───── Data for analysis

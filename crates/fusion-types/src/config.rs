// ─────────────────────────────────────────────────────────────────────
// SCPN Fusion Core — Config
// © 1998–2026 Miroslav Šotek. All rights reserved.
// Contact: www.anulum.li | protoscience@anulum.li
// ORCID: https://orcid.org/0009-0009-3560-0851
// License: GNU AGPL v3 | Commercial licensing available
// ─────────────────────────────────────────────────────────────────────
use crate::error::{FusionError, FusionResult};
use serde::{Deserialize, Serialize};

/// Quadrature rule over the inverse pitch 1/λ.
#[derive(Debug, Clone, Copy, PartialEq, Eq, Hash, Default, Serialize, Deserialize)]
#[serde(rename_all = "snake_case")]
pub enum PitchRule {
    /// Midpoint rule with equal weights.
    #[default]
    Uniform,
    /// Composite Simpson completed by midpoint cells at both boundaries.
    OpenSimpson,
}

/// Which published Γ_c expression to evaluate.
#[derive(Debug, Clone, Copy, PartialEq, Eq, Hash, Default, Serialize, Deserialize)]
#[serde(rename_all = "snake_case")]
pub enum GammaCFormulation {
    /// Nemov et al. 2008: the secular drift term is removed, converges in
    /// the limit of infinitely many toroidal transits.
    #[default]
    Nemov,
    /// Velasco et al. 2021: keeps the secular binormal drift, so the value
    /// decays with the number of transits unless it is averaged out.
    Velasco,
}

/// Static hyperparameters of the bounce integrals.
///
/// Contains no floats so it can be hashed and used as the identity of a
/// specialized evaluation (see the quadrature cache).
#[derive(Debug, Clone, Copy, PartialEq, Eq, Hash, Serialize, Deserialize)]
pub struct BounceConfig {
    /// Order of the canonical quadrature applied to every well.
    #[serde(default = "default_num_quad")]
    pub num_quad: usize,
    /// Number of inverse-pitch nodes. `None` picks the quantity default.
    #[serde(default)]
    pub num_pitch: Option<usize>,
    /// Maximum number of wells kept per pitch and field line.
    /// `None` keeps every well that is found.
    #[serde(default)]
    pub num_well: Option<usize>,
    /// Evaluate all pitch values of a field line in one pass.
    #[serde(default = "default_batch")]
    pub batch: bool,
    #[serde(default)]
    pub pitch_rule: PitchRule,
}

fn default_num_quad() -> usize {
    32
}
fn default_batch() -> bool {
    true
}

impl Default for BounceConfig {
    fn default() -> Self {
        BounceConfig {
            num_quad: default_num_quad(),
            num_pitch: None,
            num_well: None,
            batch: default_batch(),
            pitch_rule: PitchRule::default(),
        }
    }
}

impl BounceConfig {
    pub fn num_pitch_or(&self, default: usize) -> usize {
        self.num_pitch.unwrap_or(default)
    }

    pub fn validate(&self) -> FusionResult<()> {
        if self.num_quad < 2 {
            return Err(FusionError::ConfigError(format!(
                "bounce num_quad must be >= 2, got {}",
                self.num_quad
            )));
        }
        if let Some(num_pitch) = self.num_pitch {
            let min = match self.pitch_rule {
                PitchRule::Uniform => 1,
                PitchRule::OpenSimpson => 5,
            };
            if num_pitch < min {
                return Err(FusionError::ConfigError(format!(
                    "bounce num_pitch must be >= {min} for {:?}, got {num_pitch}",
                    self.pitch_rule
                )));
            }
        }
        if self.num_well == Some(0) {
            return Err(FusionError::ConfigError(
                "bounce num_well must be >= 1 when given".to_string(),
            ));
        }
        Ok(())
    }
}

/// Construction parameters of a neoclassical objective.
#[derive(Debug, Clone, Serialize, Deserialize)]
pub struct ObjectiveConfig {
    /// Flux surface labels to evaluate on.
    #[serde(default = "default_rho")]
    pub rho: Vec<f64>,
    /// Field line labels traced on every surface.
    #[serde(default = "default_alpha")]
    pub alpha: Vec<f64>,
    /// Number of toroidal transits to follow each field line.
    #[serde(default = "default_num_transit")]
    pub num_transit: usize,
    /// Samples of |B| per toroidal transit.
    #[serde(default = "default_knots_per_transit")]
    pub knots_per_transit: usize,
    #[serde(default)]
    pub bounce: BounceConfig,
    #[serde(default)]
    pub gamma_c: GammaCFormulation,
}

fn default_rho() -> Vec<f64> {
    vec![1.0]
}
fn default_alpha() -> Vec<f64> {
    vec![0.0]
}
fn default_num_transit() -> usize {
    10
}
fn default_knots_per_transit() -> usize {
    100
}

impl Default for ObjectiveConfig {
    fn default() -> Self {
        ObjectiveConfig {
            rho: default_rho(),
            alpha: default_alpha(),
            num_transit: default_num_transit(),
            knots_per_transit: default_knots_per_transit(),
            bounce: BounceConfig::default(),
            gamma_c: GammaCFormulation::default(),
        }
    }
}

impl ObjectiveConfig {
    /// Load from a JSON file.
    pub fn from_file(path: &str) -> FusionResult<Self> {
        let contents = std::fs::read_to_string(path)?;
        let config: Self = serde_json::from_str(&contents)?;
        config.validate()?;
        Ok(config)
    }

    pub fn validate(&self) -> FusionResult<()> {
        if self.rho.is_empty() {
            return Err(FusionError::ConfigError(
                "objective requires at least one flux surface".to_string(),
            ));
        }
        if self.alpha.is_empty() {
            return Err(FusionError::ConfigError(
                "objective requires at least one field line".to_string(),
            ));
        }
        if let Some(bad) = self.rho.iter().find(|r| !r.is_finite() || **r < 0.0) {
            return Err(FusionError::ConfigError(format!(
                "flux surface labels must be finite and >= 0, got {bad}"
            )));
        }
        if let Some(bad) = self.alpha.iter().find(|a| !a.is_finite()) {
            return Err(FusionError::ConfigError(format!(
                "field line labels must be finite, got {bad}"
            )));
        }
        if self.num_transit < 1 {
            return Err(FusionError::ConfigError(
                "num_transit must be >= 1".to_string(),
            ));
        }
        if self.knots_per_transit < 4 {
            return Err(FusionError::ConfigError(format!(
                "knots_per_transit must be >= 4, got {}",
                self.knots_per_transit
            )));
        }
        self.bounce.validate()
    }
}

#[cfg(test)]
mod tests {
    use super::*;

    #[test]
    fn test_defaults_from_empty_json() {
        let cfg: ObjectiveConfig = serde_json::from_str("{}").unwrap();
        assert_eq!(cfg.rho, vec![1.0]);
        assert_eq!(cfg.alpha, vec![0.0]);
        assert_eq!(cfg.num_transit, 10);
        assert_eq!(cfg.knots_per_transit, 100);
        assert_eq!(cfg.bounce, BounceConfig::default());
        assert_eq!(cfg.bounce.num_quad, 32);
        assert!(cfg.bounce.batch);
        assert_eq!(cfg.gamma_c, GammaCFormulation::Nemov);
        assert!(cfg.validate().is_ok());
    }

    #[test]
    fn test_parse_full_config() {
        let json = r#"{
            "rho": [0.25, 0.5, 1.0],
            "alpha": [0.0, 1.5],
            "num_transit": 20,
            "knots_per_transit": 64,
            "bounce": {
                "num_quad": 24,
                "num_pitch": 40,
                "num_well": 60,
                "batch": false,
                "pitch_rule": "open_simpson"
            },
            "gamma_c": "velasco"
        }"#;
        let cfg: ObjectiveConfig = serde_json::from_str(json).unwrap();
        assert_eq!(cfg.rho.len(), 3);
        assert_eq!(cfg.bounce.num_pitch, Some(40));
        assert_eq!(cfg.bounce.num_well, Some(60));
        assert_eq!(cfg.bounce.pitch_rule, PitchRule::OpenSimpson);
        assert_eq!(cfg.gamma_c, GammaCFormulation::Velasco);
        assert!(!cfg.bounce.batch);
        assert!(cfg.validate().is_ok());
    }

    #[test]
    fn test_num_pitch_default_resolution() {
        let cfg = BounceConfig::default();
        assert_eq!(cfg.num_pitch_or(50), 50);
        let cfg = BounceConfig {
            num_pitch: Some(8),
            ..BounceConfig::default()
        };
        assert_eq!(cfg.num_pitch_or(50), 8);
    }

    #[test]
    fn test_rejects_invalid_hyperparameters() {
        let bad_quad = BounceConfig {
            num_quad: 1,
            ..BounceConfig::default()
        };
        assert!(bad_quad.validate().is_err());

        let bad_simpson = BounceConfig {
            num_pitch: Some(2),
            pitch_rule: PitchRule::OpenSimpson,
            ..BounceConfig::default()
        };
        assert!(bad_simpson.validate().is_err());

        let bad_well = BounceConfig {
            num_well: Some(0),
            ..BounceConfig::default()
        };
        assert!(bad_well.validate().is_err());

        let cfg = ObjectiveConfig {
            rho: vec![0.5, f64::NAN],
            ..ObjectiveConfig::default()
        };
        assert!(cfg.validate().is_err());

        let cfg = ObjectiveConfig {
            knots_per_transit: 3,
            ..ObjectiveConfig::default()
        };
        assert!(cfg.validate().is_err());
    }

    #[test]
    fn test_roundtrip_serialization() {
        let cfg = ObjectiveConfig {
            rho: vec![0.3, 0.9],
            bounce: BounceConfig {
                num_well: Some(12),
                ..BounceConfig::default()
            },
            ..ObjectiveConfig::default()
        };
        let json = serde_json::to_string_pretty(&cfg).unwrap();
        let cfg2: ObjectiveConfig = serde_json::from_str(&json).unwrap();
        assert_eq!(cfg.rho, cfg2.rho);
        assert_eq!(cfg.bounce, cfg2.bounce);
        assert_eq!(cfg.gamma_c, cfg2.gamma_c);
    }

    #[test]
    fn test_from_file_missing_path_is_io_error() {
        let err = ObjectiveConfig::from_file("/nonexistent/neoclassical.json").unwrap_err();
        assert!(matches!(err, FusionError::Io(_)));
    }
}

──────────
───── Data for analysis

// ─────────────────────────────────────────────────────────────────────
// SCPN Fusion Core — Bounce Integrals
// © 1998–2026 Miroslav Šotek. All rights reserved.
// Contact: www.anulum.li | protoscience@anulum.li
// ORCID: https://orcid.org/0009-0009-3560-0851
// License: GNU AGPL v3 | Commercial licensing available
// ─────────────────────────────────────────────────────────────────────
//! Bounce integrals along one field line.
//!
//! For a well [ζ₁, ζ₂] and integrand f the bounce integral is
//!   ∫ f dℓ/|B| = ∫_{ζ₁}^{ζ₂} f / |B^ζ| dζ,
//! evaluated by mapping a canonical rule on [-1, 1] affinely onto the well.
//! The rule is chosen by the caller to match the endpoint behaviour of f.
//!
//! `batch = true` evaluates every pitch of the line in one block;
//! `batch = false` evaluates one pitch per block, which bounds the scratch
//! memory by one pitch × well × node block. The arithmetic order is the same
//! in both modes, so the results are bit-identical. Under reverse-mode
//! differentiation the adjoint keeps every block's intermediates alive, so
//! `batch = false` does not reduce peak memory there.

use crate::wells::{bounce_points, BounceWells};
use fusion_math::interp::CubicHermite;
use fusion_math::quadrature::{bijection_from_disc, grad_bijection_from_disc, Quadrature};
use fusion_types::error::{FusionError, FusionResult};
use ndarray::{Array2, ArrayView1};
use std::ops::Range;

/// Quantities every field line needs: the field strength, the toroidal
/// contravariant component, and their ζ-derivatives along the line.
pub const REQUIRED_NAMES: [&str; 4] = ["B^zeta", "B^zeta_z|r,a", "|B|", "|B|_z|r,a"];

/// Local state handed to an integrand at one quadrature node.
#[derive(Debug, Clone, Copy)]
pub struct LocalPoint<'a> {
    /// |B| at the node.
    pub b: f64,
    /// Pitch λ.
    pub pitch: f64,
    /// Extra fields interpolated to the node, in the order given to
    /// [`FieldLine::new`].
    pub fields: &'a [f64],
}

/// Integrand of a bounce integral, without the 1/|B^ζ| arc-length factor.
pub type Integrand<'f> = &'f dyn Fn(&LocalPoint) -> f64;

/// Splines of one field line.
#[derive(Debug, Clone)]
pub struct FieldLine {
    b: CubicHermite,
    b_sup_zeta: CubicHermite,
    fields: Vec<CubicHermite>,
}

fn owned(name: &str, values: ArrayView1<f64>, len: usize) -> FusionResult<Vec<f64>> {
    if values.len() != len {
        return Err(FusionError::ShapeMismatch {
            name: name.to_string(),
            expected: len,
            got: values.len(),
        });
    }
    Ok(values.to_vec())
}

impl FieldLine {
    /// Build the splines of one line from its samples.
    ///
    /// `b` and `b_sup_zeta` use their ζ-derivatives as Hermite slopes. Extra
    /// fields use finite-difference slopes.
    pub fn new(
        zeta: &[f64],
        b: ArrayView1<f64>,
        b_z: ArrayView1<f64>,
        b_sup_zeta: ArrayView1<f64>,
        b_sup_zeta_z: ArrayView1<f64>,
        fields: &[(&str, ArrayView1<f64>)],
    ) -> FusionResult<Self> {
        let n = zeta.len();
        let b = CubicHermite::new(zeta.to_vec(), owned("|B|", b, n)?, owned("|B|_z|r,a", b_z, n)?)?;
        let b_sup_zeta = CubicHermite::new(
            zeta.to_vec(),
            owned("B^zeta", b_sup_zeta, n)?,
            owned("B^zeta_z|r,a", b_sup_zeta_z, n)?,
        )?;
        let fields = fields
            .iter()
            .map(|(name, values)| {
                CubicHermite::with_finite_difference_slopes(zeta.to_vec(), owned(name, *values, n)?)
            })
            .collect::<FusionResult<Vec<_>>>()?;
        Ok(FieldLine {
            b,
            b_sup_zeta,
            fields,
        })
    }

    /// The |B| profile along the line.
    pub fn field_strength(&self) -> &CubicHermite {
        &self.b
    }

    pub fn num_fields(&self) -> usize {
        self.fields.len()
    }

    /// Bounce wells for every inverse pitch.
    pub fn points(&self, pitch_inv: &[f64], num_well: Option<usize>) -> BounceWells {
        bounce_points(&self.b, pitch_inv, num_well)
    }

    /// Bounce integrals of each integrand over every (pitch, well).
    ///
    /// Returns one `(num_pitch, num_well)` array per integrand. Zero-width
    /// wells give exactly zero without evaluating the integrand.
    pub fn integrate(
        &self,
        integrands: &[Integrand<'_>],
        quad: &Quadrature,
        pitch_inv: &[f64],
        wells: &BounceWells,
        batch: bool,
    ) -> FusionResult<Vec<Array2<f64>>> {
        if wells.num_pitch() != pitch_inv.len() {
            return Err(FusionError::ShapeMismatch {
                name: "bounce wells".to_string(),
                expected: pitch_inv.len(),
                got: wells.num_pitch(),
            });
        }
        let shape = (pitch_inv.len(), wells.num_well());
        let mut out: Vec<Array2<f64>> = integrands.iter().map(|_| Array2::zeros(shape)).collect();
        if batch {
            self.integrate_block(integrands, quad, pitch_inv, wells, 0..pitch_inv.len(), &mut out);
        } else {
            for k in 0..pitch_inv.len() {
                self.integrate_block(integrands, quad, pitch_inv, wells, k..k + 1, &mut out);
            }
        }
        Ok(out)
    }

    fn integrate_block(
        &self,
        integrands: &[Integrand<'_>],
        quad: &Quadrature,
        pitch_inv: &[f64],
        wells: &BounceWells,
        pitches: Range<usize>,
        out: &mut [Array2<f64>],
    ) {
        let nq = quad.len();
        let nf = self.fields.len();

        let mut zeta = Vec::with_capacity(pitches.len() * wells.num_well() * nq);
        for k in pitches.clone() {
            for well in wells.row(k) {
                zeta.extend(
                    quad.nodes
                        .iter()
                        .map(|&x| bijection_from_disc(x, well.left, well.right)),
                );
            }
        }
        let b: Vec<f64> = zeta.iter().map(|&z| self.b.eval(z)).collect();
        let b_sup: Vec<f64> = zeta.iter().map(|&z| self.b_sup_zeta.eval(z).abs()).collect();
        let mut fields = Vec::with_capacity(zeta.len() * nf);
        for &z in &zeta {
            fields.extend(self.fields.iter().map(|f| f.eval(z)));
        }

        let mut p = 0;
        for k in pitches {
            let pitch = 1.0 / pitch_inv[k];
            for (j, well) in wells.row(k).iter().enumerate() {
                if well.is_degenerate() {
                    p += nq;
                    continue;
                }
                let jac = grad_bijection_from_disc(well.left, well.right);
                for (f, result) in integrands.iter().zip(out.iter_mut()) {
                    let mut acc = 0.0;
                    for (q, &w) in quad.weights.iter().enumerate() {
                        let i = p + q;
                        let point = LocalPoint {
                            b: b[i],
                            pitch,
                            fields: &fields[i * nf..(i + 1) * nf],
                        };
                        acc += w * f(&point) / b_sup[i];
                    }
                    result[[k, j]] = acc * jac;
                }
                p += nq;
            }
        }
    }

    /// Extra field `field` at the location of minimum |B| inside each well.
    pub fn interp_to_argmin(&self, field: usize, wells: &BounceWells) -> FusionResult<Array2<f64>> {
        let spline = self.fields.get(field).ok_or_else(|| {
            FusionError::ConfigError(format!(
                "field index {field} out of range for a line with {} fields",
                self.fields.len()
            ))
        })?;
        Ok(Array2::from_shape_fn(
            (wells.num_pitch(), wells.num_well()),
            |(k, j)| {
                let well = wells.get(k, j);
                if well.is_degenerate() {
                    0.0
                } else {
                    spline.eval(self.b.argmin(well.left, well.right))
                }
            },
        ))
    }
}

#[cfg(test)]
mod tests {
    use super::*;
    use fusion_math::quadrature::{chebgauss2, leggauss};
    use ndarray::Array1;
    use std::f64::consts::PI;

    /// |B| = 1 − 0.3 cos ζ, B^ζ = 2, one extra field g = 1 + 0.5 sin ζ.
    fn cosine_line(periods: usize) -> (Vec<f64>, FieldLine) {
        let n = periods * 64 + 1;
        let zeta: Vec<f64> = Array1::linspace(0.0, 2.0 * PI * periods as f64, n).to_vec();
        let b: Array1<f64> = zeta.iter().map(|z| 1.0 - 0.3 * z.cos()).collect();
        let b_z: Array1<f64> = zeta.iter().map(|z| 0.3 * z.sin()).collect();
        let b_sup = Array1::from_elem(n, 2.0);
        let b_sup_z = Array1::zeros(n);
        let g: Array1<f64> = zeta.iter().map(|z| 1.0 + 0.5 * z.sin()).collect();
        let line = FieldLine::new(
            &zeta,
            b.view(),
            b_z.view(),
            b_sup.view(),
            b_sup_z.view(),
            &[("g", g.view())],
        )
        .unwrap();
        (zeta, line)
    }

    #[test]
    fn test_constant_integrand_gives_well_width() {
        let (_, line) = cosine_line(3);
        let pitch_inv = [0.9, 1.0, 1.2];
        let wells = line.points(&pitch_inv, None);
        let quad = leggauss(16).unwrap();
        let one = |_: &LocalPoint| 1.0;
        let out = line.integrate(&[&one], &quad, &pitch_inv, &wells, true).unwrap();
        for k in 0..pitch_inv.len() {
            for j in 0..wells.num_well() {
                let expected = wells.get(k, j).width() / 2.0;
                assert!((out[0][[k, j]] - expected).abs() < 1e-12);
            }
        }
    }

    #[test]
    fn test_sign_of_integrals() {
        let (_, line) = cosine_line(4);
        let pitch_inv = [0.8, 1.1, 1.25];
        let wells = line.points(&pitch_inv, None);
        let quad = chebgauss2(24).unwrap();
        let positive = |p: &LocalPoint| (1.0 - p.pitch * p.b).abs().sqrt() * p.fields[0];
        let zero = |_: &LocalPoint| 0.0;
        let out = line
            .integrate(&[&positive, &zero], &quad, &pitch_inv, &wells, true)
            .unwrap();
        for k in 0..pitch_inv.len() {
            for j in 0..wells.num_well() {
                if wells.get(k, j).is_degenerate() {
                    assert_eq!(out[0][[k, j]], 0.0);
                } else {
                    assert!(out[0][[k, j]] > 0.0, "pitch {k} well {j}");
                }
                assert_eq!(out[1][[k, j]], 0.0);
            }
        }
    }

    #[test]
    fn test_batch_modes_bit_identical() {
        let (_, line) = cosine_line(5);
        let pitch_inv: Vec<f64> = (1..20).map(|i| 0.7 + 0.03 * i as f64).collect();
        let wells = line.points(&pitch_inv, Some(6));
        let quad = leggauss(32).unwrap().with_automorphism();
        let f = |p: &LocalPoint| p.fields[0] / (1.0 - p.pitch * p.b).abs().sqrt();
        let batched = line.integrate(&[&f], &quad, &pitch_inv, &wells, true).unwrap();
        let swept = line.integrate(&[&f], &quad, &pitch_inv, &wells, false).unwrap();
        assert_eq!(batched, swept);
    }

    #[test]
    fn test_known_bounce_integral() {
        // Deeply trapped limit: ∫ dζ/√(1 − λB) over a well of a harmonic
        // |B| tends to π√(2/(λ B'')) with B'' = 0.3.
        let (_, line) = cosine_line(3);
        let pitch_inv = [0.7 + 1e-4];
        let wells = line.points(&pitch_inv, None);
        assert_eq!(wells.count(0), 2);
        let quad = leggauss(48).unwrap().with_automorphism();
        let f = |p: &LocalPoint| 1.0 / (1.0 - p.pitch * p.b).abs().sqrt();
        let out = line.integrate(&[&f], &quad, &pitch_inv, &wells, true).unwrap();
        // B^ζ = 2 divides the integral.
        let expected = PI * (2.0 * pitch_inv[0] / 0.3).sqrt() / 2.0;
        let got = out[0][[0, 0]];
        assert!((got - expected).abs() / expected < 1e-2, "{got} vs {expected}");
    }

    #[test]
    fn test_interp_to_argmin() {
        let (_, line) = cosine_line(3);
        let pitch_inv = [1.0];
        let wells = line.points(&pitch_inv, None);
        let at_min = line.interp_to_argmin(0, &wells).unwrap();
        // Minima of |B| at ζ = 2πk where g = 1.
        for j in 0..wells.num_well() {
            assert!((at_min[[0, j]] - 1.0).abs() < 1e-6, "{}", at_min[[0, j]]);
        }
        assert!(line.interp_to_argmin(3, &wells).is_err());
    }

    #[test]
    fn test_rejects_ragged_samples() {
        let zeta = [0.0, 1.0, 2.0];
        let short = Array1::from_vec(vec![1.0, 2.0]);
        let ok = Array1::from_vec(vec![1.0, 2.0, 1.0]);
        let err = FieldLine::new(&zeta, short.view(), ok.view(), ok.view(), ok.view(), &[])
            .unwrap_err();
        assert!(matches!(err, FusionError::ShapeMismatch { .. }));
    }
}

──────────

• **About this exercise**:
Could you count the lines in the material above that include the word "false"? Give the count alone.

• **Exercise response**:
4